There are many different approaches to email usage. While some, including John C. Dvorak, say that email is dead, we feel that if used properly email can be a valuable tool and can successfully double as a to-do list.
Google Gmail is superior to any other email service. The stunning feature set dwarfs other web-based email accounts like Yahoo! Mail and Microsoft Hotmail and the use of labels instead of folders, not to mention threaded conversations, makes it better than using simple IMAP and, gods forbid, POP email access. It’s true, Gmail can be accessed using IMAP so that you can use your favorite email client like Outlook or Thunderbird, but they translate the folders that you create in Outlook or Thunderbird into labels.

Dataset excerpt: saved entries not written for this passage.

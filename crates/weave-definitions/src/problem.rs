use miette::Diagnostic;
use thiserror::Error;
use weave_catalog::TypeName;

use crate::graph::DependencyKind;

/// A non-fatal problem found while building a definition graph.
///
/// Problems are recorded on the node they concern and collected; building
/// never stops at the first one. The validator turns them into findings.
#[derive(Debug, Error, Diagnostic, Clone, PartialEq, Eq, Hash)]
pub enum ResolutionProblem {
    #[error("Unknown type: `{name}` is not described in the type catalog")]
    #[diagnostic(code(weave_definitions::unknown_type))]
    UnknownType { name: TypeName },

    /// A member marked as an override has no matching member to override.
    #[error("Override target not found: `{member}` overrides nothing on {expected}")]
    #[diagnostic(
        code(weave_definitions::override_target_not_found),
        help("Overrides are matched by name, member kind and parameter types")
    )]
    OverrideTargetNotFound { member: String, expected: String },

    #[error("Ambiguous override: `{member}` matches {}", join(.candidates))]
    #[diagnostic(code(weave_definitions::ambiguous_override))]
    AmbiguousOverride { member: String, candidates: Vec<String> },

    /// Ordering constraints between mixins contradict each other.
    #[error("Cyclic mixin ordering: {} order each other", join(.mixins))]
    #[diagnostic(
        code(weave_definitions::ordering_cycle),
        help("Check the `precedes`, `follows` and `depends_on` declarations of these mixins")
    )]
    OrderingCycle { mixins: Vec<TypeName> },

    /// Several mixins override the same member and their relative order is
    /// part of an ordering cycle.
    #[error("Cyclic next-call chain for `{member}`: {} cannot be ordered", join(.overriders))]
    #[diagnostic(code(weave_definitions::chain_cycle))]
    ChainCycle { member: String, overriders: Vec<String> },

    #[error("Unresolved dependency: {kind} dependency of `{requirer}` on `{required_type}` has no implementer")]
    #[diagnostic(
        code(weave_definitions::unresolved_dependency),
        help("Implement `{required_type}` on the target class or add a mixin that does")
    )]
    UnresolvedDependency {
        kind: DependencyKind,
        requirer: TypeName,
        required_type: TypeName,
    },

    #[error("Duplicate introduction: interface `{interface}` is introduced by {}", join(.mixins))]
    #[diagnostic(code(weave_definitions::duplicate_introduction))]
    DuplicateIntroduction { interface: TypeName, mixins: Vec<TypeName> },

    #[error("Duplicate attribute: `{attribute}` does not allow multiple uses but is introduced by {}", join(.mixins))]
    #[diagnostic(code(weave_definitions::duplicate_attribute))]
    DuplicateAttribute { attribute: TypeName, mixins: Vec<TypeName> },
}

fn join<T: std::fmt::Display>(items: &[T]) -> String {
    items.iter().map(|item| format!("`{item}`")).collect::<Vec<_>>().join(", ")
}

An email label is more like a tag you affix to a message than a bucket you store the message in. Because of this difference, the same email can have multiple labels. For example, if you have a label for meetings and you go to a meeting about technology, you can label emails related to that meeting as both meetings and technology. Using the old school of thought, you’d have to create folders for meetings and technology and create a copy of the message to place in each folder.
Another concept that Google is famous for pushing everywhere is search. Gone are the days when it took any time at all to locate a message. Simply type a word of the subject or the sender or another recipient in the search box and select from a list of matches.
There is still hope for those of us who are stuck using Outlook for a non-Gmail email experience. The concepts Gmail has taught us about how to work with email more efficiently can be used to help us spend less time managing our email and more time working with the content of that email.
There is some value in the Inbox Zero philosophy, inasmuch as keeping items in your inbox makes it harder to work. We use our inbox as a task list, and as soon as an email is no longer relevant it gets filed away into an addressed folder. Once it’s in that folder, it can be searched very easily using the built-in search function of Outlook which, while not quite as good as Gmail, is very sufficient for day-to-day use.
We’ve seen many email users, however, who needlessly create folders for each person who sends them email and, whether through a need to create busywork or through an overdeveloped sense of diligence, spend minutes each day faithfully dragging from the inbox to the folder that matches the sender. This silly practice generates a bunch of needless folders that makes it actually more difficult to find emails relating to a subject, not to mention wastes time that could be much better spent actually working.
The best and most productive email users keep their inboxes empty and their folder list small. It’s okay to let search manage your email account so you don’t have to.